Pour
obtenir l’accès qu’elle cherche depuis tant d’années en Afrique du Nord
et refaire de la Libye sa zone d’influence, la Russie a mis au point un
plan infaillible en s’appuyant sur deux alliés : le maréchal Haftar et
l’Algérie. La Russie aimerait retrouver en Libye l’influence dont elle pouvait se prévaloir avant la chute de Kadhaf.
« Il
faut se rendre à l’évidence. On ne va pas attendre indéfiniment que les
partis politiques libyens parviennent à s’entendre. La Libye a besoin
que la loi soit appliquée sur tout le territoire et, surtout, d’une
armée forte capable d’assurer la sécurité jusqu’aux frontières. Et avec
les Russes, nous avons la même vision des choses. »

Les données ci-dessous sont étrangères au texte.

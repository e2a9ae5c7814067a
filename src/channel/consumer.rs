use std::collections::VecDeque;

use tracing::trace;

use crate::channel::{ConsumerBackend, ConsumerMessage, SeqNo};

/// A slot in the consumer's reorder buffer. An absent payload means the
/// producer has reported the event as permanently lost
/// (`retransmit_failed`).
#[derive(Debug, Clone, Eq, PartialEq)]
pub struct OptionalEvent<P> {
    pub seq: SeqNo,
    pub payload: Option<P>,
}

/// Handles events from a single producer, delivering them to the backend in
/// strictly increasing sequence order with no gaps and no duplicates.
///
/// A consumer starts out unsynchronized (`next_seq == 0`) and only starts
/// delivering after the producer's handshake told it where its part of the
/// stream begins. Progress is tracked per tick: while the consumer is idle
/// but knows (from events or heartbeats) that the stream has moved past it,
/// it requests the missing sequence numbers with a NACK.
pub struct Consumer<P, B> {
    backend: B,

    /// the next sequence number to deliver; 0 until the handshake arrived
    next_seq: SeqNo,

    /// the currently known end of the event stream (one past the newest seq
    /// we have evidence of)
    last_seq: SeqNo,

    /// out-of-order events, strictly ascending by seq, no duplicates, all
    /// with `seq > next_seq`
    buf: VecDeque<OptionalEvent<P>>,

    /// number of elapsed ticks
    num_ticks: u64,

    /// the value of `next_seq` at the previous tick
    last_tick_seq: SeqNo,

    /// ticks without progress
    idle_ticks: u32,

    /// ack cadence in ticks, as dictated by the producer's handshake;
    /// 0 until synchronized
    heartbeat_interval: u16,

    /// ticks without progress before sending a NACK
    nack_timeout: u32,
}

impl<P, B: ConsumerBackend<P>> Consumer<P, B> {
    pub fn new(backend: B) -> Consumer<P, B> {
        Consumer {
            backend,
            next_seq: 0,
            last_seq: 0,
            buf: VecDeque::new(),
            num_ticks: 0,
            last_tick_seq: 0,
            idle_ticks: 0,
            heartbeat_interval: 0,
            nack_timeout: 5,
        }
    }

    /// Synchronize on the producer's handshake. A late handshake (for an
    /// offset we have already moved past) is ignored.
    pub fn handle_handshake(&mut self, offset: SeqNo, heartbeat_interval: u16) {
        if offset >= self.next_seq {
            self.next_seq = offset + 1;
            self.last_seq = self.next_seq;
            self.heartbeat_interval = heartbeat_interval;
            self.try_consume_buffer();
        }
    }

    /// Move the known end of the stream forward. Heartbeats before the
    /// handshake, or from a producer that has not produced anything yet, are
    /// meaningless and ignored.
    pub fn handle_heartbeat(&mut self, seq: SeqNo) {
        if self.last_seq == 0 || seq == 0 {
            return;
        }
        if seq + 1 > self.last_seq {
            self.last_seq = seq + 1;
        }
    }

    pub fn handle_event(&mut self, seq: SeqNo, payload: P) {
        if seq == self.next_seq {
            self.backend.consume(payload);
            self.bump_seq();
            self.try_consume_buffer();
        } else if seq > self.next_seq {
            if seq > self.last_seq {
                self.last_seq = seq;
            }
            self.insert_slot(seq, Some(payload));
        } else {
            trace!("event {} already delivered - dropping duplicate", seq);
        }
    }

    pub fn handle_retransmit_failed(&mut self, seq: SeqNo) {
        if seq == self.next_seq {
            if let Err(err) = self.backend.consume_gap() {
                self.backend.close(err);
                return;
            }
            self.bump_seq();
            self.try_consume_buffer();
        } else if seq > self.next_seq {
            self.insert_slot(seq, None);
        }
    }

    /// Advance logical time: send the periodic cumulative ack, and NACK
    /// missing events once the consumer has been stuck long enough.
    pub fn tick(&mut self) {
        let progressed = self.next_seq > self.last_tick_seq;
        self.last_tick_seq = self.next_seq;
        self.num_ticks += 1;
        if progressed {
            self.idle_ticks = 0;
            if self.heartbeat_interval > 0 && self.num_ticks % self.heartbeat_interval as u64 == 0
            {
                self.send_ack();
            }
            return;
        }
        self.idle_ticks += 1;
        if self.next_seq < self.last_seq && self.idle_ticks >= self.nack_timeout {
            self.idle_ticks = 0;
            // every seq in [next_seq, last_seq) that is not in the buffer is
            // missing and gets requested
            let mut seqs = Vec::with_capacity((self.last_seq - self.next_seq) as usize);
            let mut i = self.next_seq;
            for slot in &self.buf {
                while i < slot.seq {
                    seqs.push(i);
                    i += 1;
                }
                i += 1;
            }
            while i < self.last_seq {
                seqs.push(i);
                i += 1;
            }
            self.backend.send(ConsumerMessage::Nack { seqs });
            return;
        }
        if self.heartbeat_interval > 0 && self.num_ticks % self.heartbeat_interval as u64 == 0 {
            self.send_ack();
        }
    }

    pub fn buf(&self) -> &VecDeque<OptionalEvent<P>> {
        &self.buf
    }

    pub fn next_seq(&self) -> SeqNo {
        self.next_seq
    }

    pub fn last_seq(&self) -> SeqNo {
        self.last_seq
    }

    pub fn num_ticks(&self) -> u64 {
        self.num_ticks
    }

    pub fn idle_ticks(&self) -> u32 {
        self.idle_ticks
    }

    pub fn heartbeat_interval(&self) -> u16 {
        self.heartbeat_interval
    }

    pub fn nack_timeout(&self) -> u32 {
        self.nack_timeout
    }

    pub fn set_nack_timeout(&mut self, value: u32) {
        self.nack_timeout = value;
    }

    pub fn backend(&self) -> &B {
        &self.backend
    }

    pub fn backend_mut(&mut self) -> &mut B {
        &mut self.backend
    }

    /// Insert into the reorder buffer, keeping it sorted by seq and free of
    /// duplicates. A full slot is never downgraded: a duplicate payload for
    /// an already-full slot is dropped, and a `retransmit_failed` for a slot
    /// that meanwhile received its payload keeps the payload.
    fn insert_slot(&mut self, seq: SeqNo, payload: Option<P>) {
        match self.buf.iter().position(|slot| slot.seq >= seq) {
            None => self.buf.push_back(OptionalEvent { seq, payload }),
            Some(i) => {
                if self.buf[i].seq != seq {
                    self.buf.insert(i, OptionalEvent { seq, payload });
                } else if self.buf[i].payload.is_none() {
                    if payload.is_some() {
                        self.buf[i].payload = payload;
                    }
                }
            }
        }
    }

    // bump the sequence number for the next expected event
    fn bump_seq(&mut self) {
        self.next_seq += 1;
        if self.next_seq > self.last_seq {
            self.last_seq = self.next_seq;
        }
    }

    /// Deliver buffered events until hitting the end or a gap that is
    /// neither available nor known missing. On a fatal gap the consumed
    /// prefix is dropped and the consumer closes.
    fn try_consume_buffer(&mut self) {
        while let Some(head) = self.buf.front_mut() {
            if head.seq != self.next_seq {
                break;
            }
            match head.payload.take() {
                Some(payload) => {
                    self.buf.pop_front();
                    self.backend.consume(payload);
                }
                None => {
                    if let Err(err) = self.backend.consume_gap() {
                        self.backend.close(err);
                        return;
                    }
                    self.buf.pop_front();
                }
            }
            self.bump_seq();
        }
    }

    fn send_ack(&mut self) {
        let seq = if self.next_seq > 0 { self.next_seq - 1 } else { 0 };
        self.backend.send(ConsumerMessage::CumulativeAck { seq });
    }
}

Les confidences de ce militaire algérien à Middle East Eye en disent long sur le changement de ligne qui est doucement en train de s’opérer en Libye.
Face à la déroute
du Gouvernement d’union nationale (GNA), certes soutenu par la
communauté internationale, mais incapable de faire respecter son
autorité ne serait-ce qu’à Tripoli,
l’Algérie, médiateur incontournable de la région, et la Russie, forte
de son rôle dans le conflit syrien, ont décidé de soutenir le maréchal
Khalifa Haftar, allié du parlement de Tobrouk (rival du GNA) pour en
faire l’homme fort de la Libye.
Comment ? En lui fournissant des
armes – chars, véhicules blindés, munitions, appareils sophistiqués de
reconnaissance et d’écoute – pour remplacer le matériel perdu dans la
bataille contre les groupes islamistes armés. « C’est ce qu’Haftar est
venu chercher à Moscou en novembre puis à Alger en décembre », rappelle
une source diplomatique à MEE.
« En 2010, les Russes avaient demandé à l’Algérie un accès à la base navale de Mers el-Kebir, près d’Oran [ouest]. Mais à l’époque, on avait dit non. »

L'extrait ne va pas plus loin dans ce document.